Saturday, July 7, 2012

An Intro To Sourdough 05-19-2012

Completing my short jaunt along Stetattle Creek left me with a desire to do a little exploring for the first time along the Sourdough Mountain Trail.

The trail used to start behind the community pool. Now it starts behind where the community pool used to be since it's been filled in with dirt. There is a sign, it's near a shed and located just before you drive by the Diablo Dam Powerhouse.

This trail is also marked as a high water evacuation route, in case such an issue arises. Considering that the town is located immediately below a dam, and less than three miles down-stream from a larger dam with a 20 mile long reservoir, it's a good little escape route to be aware of. Ya never know.

Anyway, the Sourdough Mountain trail is notorious for a number of reasons:

1) At the top of the mountain/ridge is a Fire Lookout cabin.
2) Scenery is A+++ (when weather cooperates)
3) The lookout & surrounding area gained popularity via Jack Kerouac
, author of On The Road and Dharma Bums which were partially written or inspired by his time spent in North Cascade Lookouts.
3) It's steep, long and more steep. One of the guide books hints that the 'trail is known to decommission every knee in a boy scout troop'.

Needless to say, I have yet to have the right combination of predictable weather, strong hiking partners and be in suitable shape to make such a day trip all at the same time.

Knowing that reaching the objective is just to do a little bit of elevation training and knowing that it's ok to turn around at my comfort/convenience, this was a perfect chance to do a little exploring.

Perfect, except that I filled up the memory card on the camera.

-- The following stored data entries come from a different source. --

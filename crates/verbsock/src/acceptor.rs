//! Listening channel.
//!
//! A [`ServerSocketChannel`] binds a transport listener and turns each inbound
//! connection request into a [`SocketChannel`] whose handshake is already
//! posted. The returned channel finishes connecting as either side progresses.

use std::net::{IpAddr, SocketAddr};
use std::sync::atomic::{AtomicBool, Ordering};
use std::sync::{Arc, Mutex, MutexGuard};
use std::time::Duration;

use tracing::{debug, info, warn};

use crate::binding::{Listener, TransportBinding};
use crate::channel::SocketChannel;
use crate::config::ChannelConfig;
use crate::error::{ChannelError, Result, TransportFault};
use crate::selector::{ReadyOps, Selectable};

/// Backlog used by [`ServerSocketChannel::bind`] callers that pass 0.
pub const DEFAULT_BACKLOG: usize = 50;

const ACCEPT_POLL_INTERVAL: Duration = Duration::from_millis(1);

fn lock<T>(mutex: &Mutex<T>) -> MutexGuard<'_, T> {
    mutex.lock().unwrap_or_else(|e| e.into_inner())
}

/// Accepts inbound connections on a local address.
pub struct ServerSocketChannel {
    binding: Arc<dyn TransportBinding>,
    config: ChannelConfig,
    listener: Mutex<Option<Arc<dyn Listener>>>,
    open: AtomicBool,
    blocking: AtomicBool,
}

impl std::fmt::Debug for ServerSocketChannel {
    fn fmt(&self, f: &mut std::fmt::Formatter<'_>) -> std::fmt::Result {
        f.debug_struct("ServerSocketChannel")
            .field("local", &self.local_address())
            .field("open", &self.is_open())
            .field("binding", &self.binding.name())
            .finish()
    }
}

impl ServerSocketChannel {
    /// Opens an unbound acceptor. Accepted channels use `config`.
    pub fn open(binding: Arc<dyn TransportBinding>, config: &ChannelConfig) -> Result<Self> {
        config.validate()?;
        Ok(Self {
            binding,
            blocking: AtomicBool::new(config.blocking),
            config: config.clone(),
            listener: Mutex::new(None),
            open: AtomicBool::new(true),
        })
    }

    /// Binds to `address`. A bare IP binds to the configured default port.
    /// A `backlog` of 0 selects [`DEFAULT_BACKLOG`].
    pub fn bind(&self, address: &str, backlog: usize) -> Result<()> {
        let local = match address.parse::<SocketAddr>() {
            Ok(addr) => addr,
            Err(_) => address
                .parse::<IpAddr>()
                .map(|ip| SocketAddr::new(ip, self.config.default_port))
                .map_err(|_| ChannelError::InvalidAddress {
                    addr: address.to_string(),
                })?,
        };
        self.bind_to(local, backlog)
    }

    /// Same as [`bind`](Self::bind) with a parsed address.
    pub fn bind_to(&self, local: SocketAddr, backlog: usize) -> Result<()> {
        if !self.is_open() {
            return Err(ChannelError::ChannelClosed);
        }
        let mut slot = lock(&self.listener);
        if slot.is_some() {
            return Err(ChannelError::AlreadyBound);
        }
        let backlog = if backlog == 0 { DEFAULT_BACKLOG } else { backlog };
        *slot = Some(self.binding.listen(local, backlog)?);
        info!(%local, backlog, binding = self.binding.name(), "acceptor bound");
        Ok(())
    }

    /// Bound address, `None` until bound.
    pub fn local_address(&self) -> Option<SocketAddr> {
        lock(&self.listener).as_ref().map(|l| l.local_address())
    }

    fn listener(&self) -> Result<Arc<dyn Listener>> {
        if !self.is_open() {
            return Err(ChannelError::ChannelClosed);
        }
        lock(&self.listener).clone().ok_or(ChannelError::NotYetBound)
    }

    /// Accepts the next pending connection. Non-blocking acceptors return
    /// `None` when nothing is pending; blocking ones wait. Requests whose
    /// client has already gone away are skipped.
    pub fn accept(&self) -> Result<Option<SocketChannel>> {
        loop {
            let listener = self.listener()?;
            match listener.poll_request() {
                Some(request) => {
                    let client = request.client_address;
                    match SocketChannel::accepted(Arc::clone(&self.binding), &self.config, request) {
                        Ok(channel) => return Ok(Some(channel)),
                        Err(ChannelError::Transport(TransportFault::PeerUnreachable)) => {
                            warn!(%client, "skipping request from departed client");
                        }
                        Err(e) => return Err(e),
                    }
                }
                None if self.is_blocking() => std::thread::sleep(ACCEPT_POLL_INTERVAL),
                None => return Ok(None),
            }
        }
    }

    /// ACCEPT when a connection request is pending.
    pub fn ready_ops(&self) -> ReadyOps {
        let pending = lock(&self.listener).as_ref().map_or(0, |l| l.pending());
        if self.is_open() && pending > 0 {
            ReadyOps::ACCEPT
        } else {
            ReadyOps::empty()
        }
    }

    /// Stops listening; pending requests are refused. Safe to call more than once.
    pub fn close(&self) {
        if !self.open.swap(false, Ordering::SeqCst) {
            return;
        }
        let listener = lock(&self.listener).take();
        if let Some(listener) = listener {
            let local = listener.local_address();
            listener.close();
            info!(%local, "acceptor closed");
        } else {
            debug!("unbound acceptor closed");
        }
    }

    /// Switches between blocking and polling `accept`.
    pub fn configure_blocking(&self, blocking: bool) -> Result<()> {
        if !self.is_open() {
            return Err(ChannelError::ChannelClosed);
        }
        self.blocking.store(blocking, Ordering::SeqCst);
        Ok(())
    }

    /// Whether the blocking mode is set.
    pub fn is_blocking(&self) -> bool {
        self.blocking.load(Ordering::SeqCst)
    }

    /// Whether `close` has not been called.
    pub fn is_open(&self) -> bool {
        self.open.load(Ordering::SeqCst)
    }

    /// Whether `bind` succeeded.
    pub fn is_bound(&self) -> bool {
        lock(&self.listener).is_some()
    }
}

impl Selectable for ServerSocketChannel {
    fn ready_ops(&self) -> ReadyOps {
        ServerSocketChannel::ready_ops(self)
    }

    /// Listeners have no progress engine; requests queue as clients connect.
    fn select(&self) -> Result<bool> {
        Ok(self.ready_ops().contains(ReadyOps::ACCEPT))
    }
}

impl Drop for ServerSocketChannel {
    fn drop(&mut self) {
        self.close();
    }
}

Four trails, blue sky, one day, 2GB memory card... shouldda known better.

There were a few photo ops before the memory maxed out, but nothing that hadn't really already been seen in the previous three hikes.

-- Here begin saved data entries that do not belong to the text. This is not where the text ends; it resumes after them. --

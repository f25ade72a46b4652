//! Error types for channels and transport bindings.

use thiserror::Error;

/// Faults reported by a transport binding through its completion callbacks.
#[derive(Debug, Clone, Copy, PartialEq, Eq, Error)]
pub enum TransportFault {
    /// The peer closed or reset its endpoint.
    #[error("connection reset by peer")]
    ConnectionReset,

    /// The peer can no longer be reached.
    #[error("peer unreachable")]
    PeerUnreachable,

    /// A message was larger than the posted receive.
    #[error("message truncated: {len} bytes into a {capacity} byte receive")]
    Truncated {
        /// Length of the incoming message.
        len: usize,
        /// Capacity of the receive it matched.
        capacity: usize,
    },

    /// The local endpoint or worker was already released.
    #[error("endpoint closed")]
    EndpointClosed,
}

/// Errors returned by channel, acceptor and configuration operations.
#[derive(Debug, Error)]
pub enum ChannelError {
    /// `bind` on an acceptor that is already bound.
    #[error("channel is already bound")]
    AlreadyBound,

    /// `accept` before `bind`.
    #[error("channel is not yet bound")]
    NotYetBound,

    /// Another live channel holds this connection id.
    #[error("connection id 0x{0:014x} is already in use")]
    DuplicateConnectionId(u64),

    /// Channel or engine settings that cannot work together.
    #[error("invalid configuration: {reason}")]
    InvalidConfig {
        /// Which constraint was violated.
        reason: String,
    },

    /// An address that does not parse as `host:port`.
    #[error("invalid address: {addr}")]
    InvalidAddress {
        /// The address as given.
        addr: String,
    },

    /// No listener at the remote address.
    #[error("connection refused to {addr}")]
    ConnectionRefused {
        /// The remote address.
        addr: String,
    },

    /// The peer's handshake carried the wrong magic value.
    #[error("handshake rejected: expected magic 0x{expected:016X}, got 0x{got:016X}")]
    HandshakeRejected {
        /// Magic this side expects.
        expected: u64,
        /// Magic the peer sent.
        got: u64,
    },

    /// A handshake message of the wrong length.
    #[error("malformed handshake message of {len} bytes")]
    MalformedHandshake {
        /// Length of the received message.
        len: usize,
    },

    /// A tag whose kind byte is not DATA, FLUSH or HANDSHAKE.
    #[error("unknown message kind: 0x{0:02X}")]
    UnknownMessageKind(u8),

    /// A ring cursor was advanced past the bytes available.
    #[error("ring buffer overrun: advancing by {requested} with only {available} available")]
    RingOverrun {
        /// Bytes the caller tried to advance by.
        requested: usize,
        /// Bytes actually available.
        available: usize,
    },

    /// The channel was closed by the user.
    #[error("channel is closed")]
    ChannelClosed,

    /// Write after `shutdown_output`.
    #[error("channel output is shut down")]
    OutputShutdown,

    /// I/O on a channel with no connection attempt.
    #[error("not connected")]
    NotConnected,

    /// `connect` while a handshake is outstanding.
    #[error("connection already pending")]
    ConnectionPending,

    /// `connect` on a connected channel.
    #[error("already connected")]
    AlreadyConnected,

    /// The channel was closed by a transport fault.
    #[error("transport error: {0}")]
    Transport(#[from] TransportFault),

    /// A configuration file that fails to parse.
    #[error("config parse error: {0}")]
    ConfigParse(String),

    /// Reading a configuration file failed.
    #[error(transparent)]
    IoError(#[from] std::io::Error),
}

/// Result alias used throughout the crate.
pub type Result<T> = std::result::Result<T, ChannelError>;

By my estimates, I hiked up the first 500 feet of elevation gain, to where the forest opens up a lttle bit and crosses some solid rocks before turning around.

As others have warned, this trail is steep.

As an evacuation route... well, I certainly hope the residents of Diablo maintain a solid Wellness Program because it was quite a workout to reach the 'safe zone' (yep, it's actually signed).

Here is the route map (combined with the Stetattle Creek route). Sourdough is the spur to the right.



Thus concludes an epic day of hiking. Wish there were more of them.

Happy Trails!

~E

PS: Goat Lake trip report coming soon!! Whittled down the list of pictures to only 21. Now THAT was an epic hike!